In constructing our census analytic sample of prevailing marriages, when multiple census waves are available for a birth cohort, we choose the wave collected at or closest to their 30s and 40s. At such ages, most individuals have already attained their highest educational level and have suffered the least from health and survival differences by education. We use data from the 1982 census for the 1910–1940 cohorts,2 the 1990 census for the 1950 cohort, the 2000 census for the 1960 and 1970 cohorts, and the 2010 and 2015 (mini-)censuses for the 1980 and 1990 cohorts. To construct our survey analytic sample, we pool all surveys and partition them into 10-year birth cohorts. In addition, we restrict both census and survey analytic samples to marriages in which both partners were aged 20 or older in the selected census wave or survey.
Percentile Rank Measure of Educational Attainment
We measure an individual's educational attainment as a relative positional status: the percentile rank among the individual's same-gender peers in the same 10-year birth cohort. To construct this rank measure, we use the microdata samples of the 1982, 1990, 2000, and 2010 China censuses and follow the same birth cohort definition and data selection as introduced in the previous section. We sort all individuals, regardless of their marital status, on educational attainment from the lowest to the highest attainment to obtain the gender- and cohort-specific educational distribution. Within each birth cohort and gender group, the cumulative percentage from the lowest to the individual's nominal level of educational attainment indicates their relative status. The rank theoretically ranges from 0 to 100, with higher values meaning higher status.

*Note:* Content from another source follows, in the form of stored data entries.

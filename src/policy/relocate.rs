//! Relocation target selection.
//!
//! Used whenever the Queen is not on a site she can act on. The target
//! chooser sits behind the `Relocator` trait so it can be swapped without
//! touching the build state machine.

use tracing::debug;

use crate::board::{Point, Site, Snapshot};
use crate::config::Config;
use crate::protocol::QueenCommand;

/// Picks where the Queen should head next.
pub trait Relocator {
    /// Returns a destination, or `None` if there is nowhere worth going.
    fn target(&self, snapshot: &Snapshot, config: &Config) -> Option<Point>;
}

/// Heads for the nearest empty site out of reach of enemy Knights, then
/// for the nearest own structure that still needs work.
#[derive(Debug, Clone, Copy, Default)]
pub struct NearestOpenSite;

impl Relocator for NearestOpenSite {
    fn target(&self, snapshot: &Snapshot, config: &Config) -> Option<Point> {
        let touched = snapshot.player.touched_site.map(|s| s.id());
        let knights: Vec<Point> = snapshot
            .units
            .iter()
            .filter(|u| u.is_enemy_knight())
            .map(|u| u.position)
            .collect();
        let is_safe = |site: &Site| {
            knights
                .iter()
                .all(|k| k.distance(site.layout.position) >= config.danger_radius)
        };
        let candidates = || {
            snapshot
                .sites
                .iter()
                .filter(move |s| Some(s.id()) != touched)
        };

        candidates()
            .find(|s| s.is_empty() && is_safe(&s.item))
            .or_else(|| {
                candidates().find(|s| {
                    s.is_friendly()
                        && ((s.is_unsaturated_mine() && !s.is_depleted())
                            || s.needs_repair(config.repair_threshold))
                })
            })
            .map(|s| s.layout.position)
    }
}

/// Moves toward the relocator's target, or waits if it has none.
pub fn relocate(snapshot: &Snapshot, config: &Config, relocator: &dyn Relocator) -> QueenCommand {
    match relocator.target(snapshot, config) {
        Some(target) => {
            debug!(?target, "relocating");
            QueenCommand::Move(target)
        }
        None => {
            debug!("no relocation target, waiting");
            QueenCommand::Wait
        }
    }
}

#[cfg(test)]
mod tests {
    use super::*;
    use crate::board::{
        by_distance, Owner, Player, SiteLayout, SiteState, Structure, Unit, UnitType,
    };

    fn site(id: i32, x: i32, structure: Structure, owner: Option<Owner>, param1: i32) -> Site {
        Site {
            layout: SiteLayout {
                id,
                position: Point::new(x, 500),
                radius: 60,
            },
            state: SiteState {
                gold_remaining: 100,
                max_mine_size: 3,
                structure,
                owner,
                param1,
                param2: -1,
            },
        }
    }

    fn snapshot(touched: Option<Site>, sites: Vec<Site>, units: Vec<Unit>) -> Snapshot {
        let queen = Point::new(0, 500);
        Snapshot {
            player: Player {
                gold: 0,
                position: queen,
                health: 100,
                touched_site: touched,
            },
            sites: by_distance(queen, sites),
            units: by_distance(queen, units),
        }
    }

    fn enemy_knight(x: i32) -> Unit {
        Unit {
            position: Point::new(x, 500),
            owner: Owner::Enemy,
            unit_type: UnitType::KNIGHT,
            health: 20,
        }
    }

    #[test]
    fn picks_nearest_empty_site() {
        let snap = snapshot(
            None,
            vec![
                site(0, 900, Structure::Empty, None, -1),
                site(1, 300, Structure::Mine, Some(Owner::Enemy), 1),
                site(2, 600, Structure::Empty, None, -1),
            ],
            vec![],
        );
        assert_eq!(
            NearestOpenSite.target(&snap, &Config::default()),
            Some(Point::new(600, 500))
        );
    }

    #[test]
    fn skips_touched_site() {
        let here = site(0, 0, Structure::Empty, None, -1);
        let snap = snapshot(
            Some(here),
            vec![here, site(1, 400, Structure::Empty, None, -1)],
            vec![],
        );
        assert_eq!(
            NearestOpenSite.target(&snap, &Config::default()),
            Some(Point::new(400, 500))
        );
    }

    #[test]
    fn avoids_sites_near_enemy_knights() {
        let snap = snapshot(
            None,
            vec![
                site(0, 400, Structure::Empty, None, -1),
                site(1, 1500, Structure::Empty, None, -1),
            ],
            vec![enemy_knight(500)],
        );
        assert_eq!(
            NearestOpenSite.target(&snap, &Config::default()),
            Some(Point::new(1500, 500))
        );
    }

    #[test]
    fn falls_back_to_own_structures_needing_work() {
        let snap = snapshot(
            None,
            vec![
                site(0, 200, Structure::Mine, Some(Owner::Friendly), 3),
                site(1, 500, Structure::Tower, Some(Owner::Friendly), 4),
                site(2, 800, Structure::Mine, Some(Owner::Friendly), 1),
            ],
            vec![],
        );
        assert_eq!(
            NearestOpenSite.target(&snap, &Config::default()),
            Some(Point::new(500, 500))
        );
    }

    #[test]
    fn nothing_to_do_waits() {
        let snap = snapshot(
            None,
            vec![site(0, 200, Structure::Mine, Some(Owner::Friendly), 3)],
            vec![],
        );
        assert_eq!(NearestOpenSite.target(&snap, &Config::default()), None);
        assert_eq!(
            relocate(&snap, &Config::default(), &NearestOpenSite),
            QueenCommand::Wait
        );
    }
}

To accommodate the most detailed coding schemes available in both our census data and survey data, we distinguish educational attainment using most or all of the following nominal levels: illiterate, primary school, middle school, high school, professional college, university, and postgraduate. Specifically, the 1982 and 1990 censuses enumerated the first six categories, whereas the 2000 and 2010 censuses and the 2015 mini-census included all seven educational attainment categories. Because the educational attainment measure is categorical, individuals of the same educational attainment have tied ranks. We use the midpoint percentile rank of each attainment level for all its members, specific to gender and birth cohort. This method for handling ties in ranking is conventional in the statistical literature (see, e.g., Powers and Xie 2000), which implies that the midpoint rank of a group reflects the average standing of all its members. We then assign the resulting percentile ranks to husbands and wives in our analytic samples from their nominal educational attainment level, gender, and birth cohort. Variance in educational ranks for husbands and wives increased from the 1910 cohort to the 1960 cohort because of educational expansion and fluctuated for those in the 1970–1990 cohorts at levels similar to that of the 1960 cohort.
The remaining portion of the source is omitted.